Restate the entries below word for word, leaving nothing out.

__Information given__.
---+---
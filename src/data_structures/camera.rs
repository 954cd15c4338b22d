//! Fly camera with yaw/pitch orientation.
//!
//! The camera only produces matrices; input handling lives in the
//! application. [`Camera::data`] is the record written into the camera
//! frame ring every frame.

use std::f32::consts::FRAC_PI_2;

use cgmath::{InnerSpace, Matrix4, Point3, Rad, Vector3};

#[rustfmt::skip]
pub const OPENGL_TO_WGPU_MATRIX: Matrix4<f32> = Matrix4::new(
    1.0, 0.0, 0.0, 0.0,
    0.0, 1.0, 0.0, 0.0,
    0.0, 0.0, 0.5, 0.0,
    0.0, 0.0, 0.5, 1.0,
);

const PITCH_EPSILON: f32 = 0.0001;
const WORLD_UP: Vector3<f32> = Vector3::new(0.0, 1.0, 0.0);

#[derive(Clone, Copy, Debug, PartialEq)]
pub enum Projection {
    Perspective {
        fovy: Rad<f32>,
        znear: f32,
        zfar: f32,
    },
    /// Centered orthographic volume from `0` to `depth` along the view axis.
    Orthographic { depth: f32 },
}

/// Camera record as laid out in the camera storage buffer.
#[repr(C)]
#[derive(Debug, Copy, Clone, PartialEq, bytemuck::Pod, bytemuck::Zeroable)]
pub struct CameraData {
    pub view: [[f32; 4]; 4],
    pub projection: [[f32; 4]; 4],
    pub position: [f32; 3],
    pub _padding: f32,
}

#[derive(Clone, Debug)]
pub struct Camera {
    position: Point3<f32>,
    yaw: Rad<f32>,
    pitch: Rad<f32>,
    direction: Vector3<f32>,
    up: Vector3<f32>,
    right: Vector3<f32>,
    width: f32,
    height: f32,
    projection: Projection,
}

impl Camera {
    /// Perspective camera looking down -z.
    pub fn perspective<F: Into<Rad<f32>>>(
        position: Point3<f32>,
        fovy: F,
        width: f32,
        height: f32,
        znear: f32,
        zfar: f32,
    ) -> Self {
        let mut camera = Self {
            position,
            yaw: Rad(-FRAC_PI_2),
            pitch: Rad(0.0),
            direction: -Vector3::unit_z(),
            up: WORLD_UP,
            right: Vector3::unit_x(),
            width,
            height,
            projection: Projection::Perspective {
                fovy: fovy.into(),
                znear,
                zfar,
            },
        };
        camera.add_pitch(Rad(0.0));
        camera
    }

    /// Orthographic camera at z = 1 looking at the origin.
    pub fn orthographic(width: f32, height: f32, depth: f32) -> Self {
        Self {
            position: Point3::new(0.0, 0.0, 1.0),
            yaw: Rad(-FRAC_PI_2),
            pitch: Rad(0.0),
            direction: -Vector3::unit_z(),
            up: WORLD_UP,
            right: Vector3::unit_x(),
            width,
            height,
            projection: Projection::Orthographic { depth },
        }
    }

    pub fn translate(&mut self, translation: Vector3<f32>) {
        self.position += translation;
    }

    pub fn add_yaw<R: Into<Rad<f32>>>(&mut self, value: R) {
        self.yaw += value.into();
        self.update_axes();
    }

    pub fn set_yaw<R: Into<Rad<f32>>>(&mut self, yaw: R) {
        self.yaw = yaw.into();
        self.update_axes();
    }

    /// Pitch is clamped just short of straight up/down so the view basis
    /// never degenerates.
    pub fn add_pitch<R: Into<Rad<f32>>>(&mut self, value: R) {
        self.set_pitch(self.pitch + value.into());
    }

    pub fn set_pitch<R: Into<Rad<f32>>>(&mut self, pitch: R) {
        let limit = FRAC_PI_2 - PITCH_EPSILON;
        self.pitch = Rad(pitch.into().0.clamp(-limit, limit));
        self.update_axes();
    }

    pub fn resize(&mut self, width: f32, height: f32) {
        self.width = width;
        self.height = height;
    }

    fn update_axes(&mut self) {
        let (sin_pitch, cos_pitch) = self.pitch.0.sin_cos();
        let (sin_yaw, cos_yaw) = self.yaw.0.sin_cos();
        self.direction = Vector3::new(cos_pitch * cos_yaw, sin_pitch, cos_pitch * sin_yaw).normalize();
        self.right = self.direction.cross(WORLD_UP).normalize();
        self.up = self.right.cross(self.direction).normalize();
    }

    pub fn position(&self) -> Point3<f32> {
        self.position
    }

    pub fn set_position(&mut self, position: Point3<f32>) {
        self.position = position;
    }

    pub fn direction(&self) -> Vector3<f32> {
        self.direction
    }

    pub fn up(&self) -> Vector3<f32> {
        self.up
    }

    pub fn right(&self) -> Vector3<f32> {
        self.right
    }

    pub fn yaw(&self) -> Rad<f32> {
        self.yaw
    }

    pub fn pitch(&self) -> Rad<f32> {
        self.pitch
    }

    pub fn width(&self) -> f32 {
        self.width
    }

    pub fn height(&self) -> f32 {
        self.height
    }

    pub fn projection(&self) -> Projection {
        self.projection
    }

    pub fn view_matrix(&self) -> Matrix4<f32> {
        Matrix4::look_to_rh(self.position, self.direction, self.up)
    }

    pub fn projection_matrix(&self) -> Matrix4<f32> {
        let projection = match self.projection {
            Projection::Perspective { fovy, znear, zfar } => {
                cgmath::perspective(fovy, self.width / self.height.max(1.0), znear, zfar)
            }
            Projection::Orthographic { depth } => {
                let right = self.width / 2.0;
                let top = self.height / 2.0;
                cgmath::ortho(-right, right, -top, top, 0.0, depth)
            }
        };
        OPENGL_TO_WGPU_MATRIX * projection
    }

    pub fn data(&self) -> CameraData {
        CameraData {
            view: self.view_matrix().into(),
            projection: self.projection_matrix().into(),
            position: self.position.into(),
            _padding: 0.0,
        }
    }
}

#[cfg(test)]
mod tests {
    use cgmath::Deg;

    use super::*;

    #[test]
    fn camera_data_is_tightly_packed() {
        assert_eq!(std::mem::size_of::<CameraData>(), 144);
    }

    #[test]
    fn default_orientation_looks_down_negative_z() {
        let camera = Camera::perspective(Point3::new(0.0, 0.0, 5.0), Deg(45.0), 800.0, 600.0, 0.1, 100.0);
        assert!((camera.direction() - -Vector3::unit_z()).magnitude() < 1e-5);
        assert!((camera.up() - Vector3::unit_y()).magnitude() < 1e-5);
    }

    #[test]
    fn pitch_is_clamped_short_of_vertical() {
        let mut camera = Camera::perspective(Point3::new(0.0, 0.0, 0.0), Deg(45.0), 1.0, 1.0, 0.1, 10.0);
        camera.add_pitch(Rad(10.0));
        assert!(camera.pitch().0 < FRAC_PI_2);
        assert!(camera.up().magnitude() > 0.99);
    }
}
---+---
__Response to this task__.
filename src/data_structures/camera.rs
repository 954cd15c4338b22d
//! Fly camera with yaw/pitch orientation.
//!
//! The camera only produces matrices; input handling lives in the
//! application. [`Camera::data`] is the record written into the camera
//! frame ring every frame.

use std::f32::consts::FRAC_PI_2;

use cgmath::{InnerSpace, Matrix4, Point3, Rad, Vector3};

#[rustfmt::skip]
pub const OPENGL_TO_WGPU_MATRIX: Matrix4<f32> = Matrix4::new(
    1.0, 0.0, 0.0, 0.0,
    0.0, 1.0, 0.0, 0.0,
    0.0, 0.0, 0.5, 0.0,
    0.0, 0.0, 0.5, 1.0,
);

const PITCH_EPSILON: f32 = 0.0001;
const WORLD_UP: Vector3<f32> = Vector3::new(0.0, 1.0, 0.0);

#[derive(Clone, Copy, Debug, PartialEq)]
pub enum Projection {
    Perspective {
        fovy: Rad<f32>,
        znear: f32,
        zfar: f32,
    },
    /// Centered orthographic volume from `0` to `depth` along the view axis.
    Orthographic { depth: f32 },
}

/// Camera record as laid out in the camera storage buffer.
#[repr(C)]
#[derive(Debug, Copy, Clone, PartialEq, bytemuck::Pod, bytemuck::Zeroable)]
pub struct CameraData {
    pub view: [[f32; 4]; 4],
    pub projection: [[f32; 4]; 4],
    pub position: [f32; 3],
    pub _padding: f32,
}

#[derive(Clone, Debug)]
pub struct Camera {
    position: Point3<f32>,
    yaw: Rad<f32>,
    pitch: Rad<f32>,
    direction: Vector3<f32>,
    up: Vector3<f32>,
    right: Vector3<f32>,
    width: f32,
    height: f32,
    projection: Projection,
}

impl Camera {
    /// Perspective camera looking down -z.
    pub fn perspective<F: Into<Rad<f32>>>(
        position: Point3<f32>,
        fovy: F,
        width: f32,
        height: f32,
        znear: f32,
        zfar: f32,
    ) -> Self {
        let mut camera = Self {
            position,
            yaw: Rad(-FRAC_PI_2),
            pitch: Rad(0.0),
            direction: -Vector3::unit_z(),
            up: WORLD_UP,
            right: Vector3::unit_x(),
            width,
            height,
            projection: Projection::Perspective {
                fovy: fovy.into(),
                znear,
                zfar,
            },
        };
        camera.add_pitch(Rad(0.0));
        camera
    }

    /// Orthographic camera at z = 1 looking at the origin.
    pub fn orthographic(width: f32, height: f32, depth: f32) -> Self {
        Self {
            position: Point3::new(0.0, 0.0, 1.0),
            yaw: Rad(-FRAC_PI_2),
            pitch: Rad(0.0),
            direction: -Vector3::unit_z(),
            up: WORLD_UP,
            right: Vector3::unit_x(),
            width,
            height,
            projection: Projection::Orthographic { depth },
        }
    }

    pub fn translate(&mut self, translation: Vector3<f32>) {
        self.position += translation;
    }

    pub fn add_yaw<R: Into<Rad<f32>>>(&mut self, value: R) {
        self.yaw += value.into();
        self.update_axes();
    }

    pub fn set_yaw<R: Into<Rad<f32>>>(&mut self, yaw: R) {
        self.yaw = yaw.into();
        self.update_axes();
    }

    /// Pitch is clamped just short of straight up/down so the view basis
    /// never degenerates.
    pub fn add_pitch<R: Into<Rad<f32>>>(&mut self, value: R) {
        self.set_pitch(self.pitch + value.into());
    }

    pub fn set_pitch<R: Into<Rad<f32>>>(&mut self, pitch: R) {
        let limit = FRAC_PI_2 - PITCH_EPSILON;
        self.pitch = Rad(pitch.into().0.clamp(-limit, limit));
        self.update_axes();
    }

    pub fn resize(&mut self, width: f32, height: f32) {
        self.width = width;
        self.height = height;
    }

    fn update_axes(&mut self) {
        let (sin_pitch, cos_pitch) = self.pitch.0.sin_cos();
        let (sin_yaw, cos_yaw) = self.yaw.0.sin_cos();
        self.direction = Vector3::new(cos_pitch * cos_yaw, sin_pitch, cos_pitch * sin_yaw).normalize();
        self.right = self.direction.cross(WORLD_UP).normalize();
        self.up = self.right.cross(self.direction).normalize();
    }

    pub fn position(&self) -> Point3<f32> {
        self.position
    }

    pub fn set_position(&mut self, position: Point3<f32>) {
        self.position = position;
    }

    pub fn direction(&self) -> Vector3<f32> {
        self.direction
    }

    pub fn up(&self) -> Vector3<f32> {
        self.up
    }

    pub fn right(&self) -> Vector3<f32> {
        self.right
    }

    pub fn yaw(&self) -> Rad<f32> {
        self.yaw
    }

    pub fn pitch(&self) -> Rad<f32> {
        self.pitch
    }

    pub fn width(&self) -> f32 {
        self.width
    }

    pub fn height(&self) -> f32 {
        self.height
    }

    pub fn projection(&self) -> Projection {
        self.projection
    }

    pub fn view_matrix(&self) -> Matrix4<f32> {
        Matrix4::look_to_rh(self.position, self.direction, self.up)
    }

    pub fn projection_matrix(&self) -> Matrix4<f32> {
        let projection = match self.projection {
            Projection::Perspective { fovy, znear, zfar } => {
                cgmath::perspective(fovy, self.width / self.height.max(1.0), znear, zfar)
            }
            Projection::Orthographic { depth } => {
                let right = self.width / 2.0;
                let top = self.height / 2.0;
                cgmath::ortho(-right, right, -top, top, 0.0, depth)
            }
        };
        OPENGL_TO_WGPU_MATRIX * projection
    }

    pub fn data(&self) -> CameraData {
        CameraData {
            view: self.view_matrix().into(),
            projection: self.projection_matrix().into(),
            position: self.position.into(),
            _padding: 0.0,
        }
    }
}

#[cfg(test)]
mod tests {
    use cgmath::Deg;

    use super::*;

    #[test]
    fn camera_data_is_tightly_packed() {
        assert_eq!(std::mem::size_of::<CameraData>(), 144);
    }

    #[test]
    fn default_orientation_looks_down_negative_z() {
        let camera = Camera::perspective(Point3::new(0.0, 0.0, 5.0), Deg(45.0), 800.0, 600.0, 0.1, 100.0);
        assert!((camera.direction() - -Vector3::unit_z()).magnitude() < 1e-5);
        assert!((camera.up() - Vector3::unit_y()).magnitude() < 1e-5);
    }

    #[test]
    fn pitch_is_clamped_short_of_vertical() {
        let mut camera = Camera::perspective(Point3::new(0.0, 0.0, 0.0), Deg(45.0), 1.0, 1.0, 0.1, 10.0);
        camera.add_pitch(Rad(10.0));
        assert!(camera.pitch().0 < FRAC_PI_2);
        assert!(camera.up().magnitude() > 0.99);
    }
}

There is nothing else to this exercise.